• _Assigned task_: An exact copy of all the data below is needed.
★ ★ ★ ★ ★ ★ ★
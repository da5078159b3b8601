//! Translation of probe failures into problems.

use std::net::IpAddr;

use crate::problem::{Problem, Severity};

/// Why an emulated request did not produce an acceptable response.
#[derive(Debug, Clone, PartialEq, Eq)]
pub(crate) enum ProbeFailure {
    /// A redirect the validation server would refuse to follow
    Redirect(String),
    /// Connection, protocol or body errors
    Transport { message: String, timeout: bool },
}

fn with_trace(message: &str, trace: &[String]) -> String {
    format!("{message}\n\nTrace:\n{}", trace.join("\n"))
}

fn is_protocol_mismatch(message: &str) -> bool {
    message.contains("HTTP response to HTTPS") || message.contains("wrong version number")
}

pub(crate) fn translate_http_error(
    domain: &str,
    ip: IpAddr,
    failure: ProbeFailure,
    trace: &[String],
) -> Problem {
    let (message, timeout) = match failure {
        ProbeFailure::Redirect(message) => return bad_redirect(domain, &message, trace),
        ProbeFailure::Transport { message, timeout } => (message, timeout),
    };

    if is_protocol_mismatch(&message) {
        return webserver_misconfiguration(
            domain,
            &with_trace(
                &format!(
                    "Web server is serving the wrong protocol on the wrong port: {message}. \
                     This may be due to a previous HTTP redirect rather than a webserver \
                     misconfiguration."
                ),
                trace,
            ),
        );
    }

    let message = if timeout {
        format!("A timeout was experienced while communicating with {domain}/{ip}: {message}")
    } else {
        message
    };

    match ip {
        IpAddr::V6(_) => aaaa_not_working(domain, ip, &message, trace),
        IpAddr::V4(_) => a_not_working(domain, ip, &message, trace),
    }
}

/// The server answered plain HTTP with TLS, or the other way round.
pub fn webserver_misconfiguration(domain: &str, detail: &str) -> Problem {
    Problem::new(
        "WebserverMisconfiguration",
        format!("{domain}'s webserver may be misconfigured."),
        detail,
        Severity::Error,
    )
}

/// A request to an IPv6 address failed.
pub fn aaaa_not_working(domain: &str, ip: IpAddr, message: &str, trace: &[String]) -> Problem {
    Problem::new(
        "AAAANotWorking",
        format!(
            "{domain} has an AAAA (IPv6) record ({ip}) but a test request to this address over \
             port 80 did not succeed. Your web server must have at least one working IPv4 or \
             IPv6 address. You should either ensure that validation requests to this domain \
             succeed over IPv6, or remove its AAAA record."
        ),
        with_trace(message, trace),
        Severity::Error,
    )
}

/// A request to an IPv4 address failed.
pub fn a_not_working(domain: &str, ip: IpAddr, message: &str, trace: &[String]) -> Problem {
    Problem::new(
        "ANotWorking",
        format!(
            "{domain} has an A (IPv4) record ({ip}) but a request to this address over port 80 \
             did not succeed. Your web server must have at least one working IPv4 or IPv6 \
             address."
        ),
        with_trace(message, trace),
        Severity::Error,
    )
}

/// A redirect broke one of the validation server's rules.
pub fn bad_redirect(domain: &str, message: &str, trace: &[String]) -> Problem {
    Problem::new(
        "BadRedirect",
        format!(
            "Sending an ACME HTTP validation request to {domain} results in an unacceptable \
             redirect. This is most likely a misconfiguration of your web server or your web \
             application."
        ),
        with_trace(message, trace),
        Severity::Error,
    )
}

/// A final status other than 2xx or 404.
pub fn unexpected_http_response(domain: &str, status: &str, body: &str, trace: &[String]) -> Problem {
    Problem::new(
        "UnexpectedHttpResponse",
        format!(
            "Sending an ACME HTTP validation request to {domain} results in unexpected HTTP \
             response {status}. This indicates that the webserver is misconfigured or \
             misbehaving."
        ),
        format!("{status}\n\n{body}\n\nTrace:\n{}", trace.join("\n")),
        Severity::Warning,
    )
}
★ ★ ★ ★ ★ ★ ★
• _Task response_:
repository da5078159b3b8601
//! Translation of probe failures into problems.

use std::net::IpAddr;

use crate::problem::{Problem, Severity};

/// Why an emulated request did not produce an acceptable response.
#[derive(Debug, Clone, PartialEq, Eq)]
pub(crate) enum ProbeFailure {
    /// A redirect the validation server would refuse to follow
    Redirect(String),
    /// Connection, protocol or body errors
    Transport { message: String, timeout: bool },
}

fn with_trace(message: &str, trace: &[String]) -> String {
    format!("{message}\n\nTrace:\n{}", trace.join("\n"))
}

fn is_protocol_mismatch(message: &str) -> bool {
    message.contains("HTTP response to HTTPS") || message.contains("wrong version number")
}

pub(crate) fn translate_http_error(
    domain: &str,
    ip: IpAddr,
    failure: ProbeFailure,
    trace: &[String],
) -> Problem {
    let (message, timeout) = match failure {
        ProbeFailure::Redirect(message) => return bad_redirect(domain, &message, trace),
        ProbeFailure::Transport { message, timeout } => (message, timeout),
    };

    if is_protocol_mismatch(&message) {
        return webserver_misconfiguration(
            domain,
            &with_trace(
                &format!(
                    "Web server is serving the wrong protocol on the wrong port: {message}. \
                     This may be due to a previous HTTP redirect rather than a webserver \
                     misconfiguration."
                ),
                trace,
            ),
        );
    }

    let message = if timeout {
        format!("A timeout was experienced while communicating with {domain}/{ip}: {message}")
    } else {
        message
    };

    match ip {
        IpAddr::V6(_) => aaaa_not_working(domain, ip, &message, trace),
        IpAddr::V4(_) => a_not_working(domain, ip, &message, trace),
    }
}

/// The server answered plain HTTP with TLS, or the other way round.
pub fn webserver_misconfiguration(domain: &str, detail: &str) -> Problem {
    Problem::new(
        "WebserverMisconfiguration",
        format!("{domain}'s webserver may be misconfigured."),
        detail,
        Severity::Error,
    )
}

/// A request to an IPv6 address failed.
pub fn aaaa_not_working(domain: &str, ip: IpAddr, message: &str, trace: &[String]) -> Problem {
    Problem::new(
        "AAAANotWorking",
        format!(
            "{domain} has an AAAA (IPv6) record ({ip}) but a test request to this address over \
             port 80 did not succeed. Your web server must have at least one working IPv4 or \
             IPv6 address. You should either ensure that validation requests to this domain \
             succeed over IPv6, or remove its AAAA record."
        ),
        with_trace(message, trace),
        Severity::Error,
    )
}

/// A request to an IPv4 address failed.
pub fn a_not_working(domain: &str, ip: IpAddr, message: &str, trace: &[String]) -> Problem {
    Problem::new(
        "ANotWorking",
        format!(
            "{domain} has an A (IPv4) record ({ip}) but a request to this address over port 80 \
             did not succeed. Your web server must have at least one working IPv4 or IPv6 \
             address."
        ),
        with_trace(message, trace),
        Severity::Error,
    )
}

/// A redirect broke one of the validation server's rules.
pub fn bad_redirect(domain: &str, message: &str, trace: &[String]) -> Problem {
    Problem::new(
        "BadRedirect",
        format!(
            "Sending an ACME HTTP validation request to {domain} results in an unacceptable \
             redirect. This is most likely a misconfiguration of your web server or your web \
             application."
        ),
        with_trace(message, trace),
        Severity::Error,
    )
}

/// A final status other than 2xx or 404.
pub fn unexpected_http_response(domain: &str, status: &str, body: &str, trace: &[String]) -> Problem {
    Problem::new(
        "UnexpectedHttpResponse",
        format!(
            "Sending an ACME HTTP validation request to {domain} results in unexpected HTTP \
             response {status}. This indicates that the webserver is misconfigured or \
             misbehaving."
        ),
        format!("{status}\n\n{body}\n\nTrace:\n{}", trace.join("\n")),
        Severity::Warning,
    )
}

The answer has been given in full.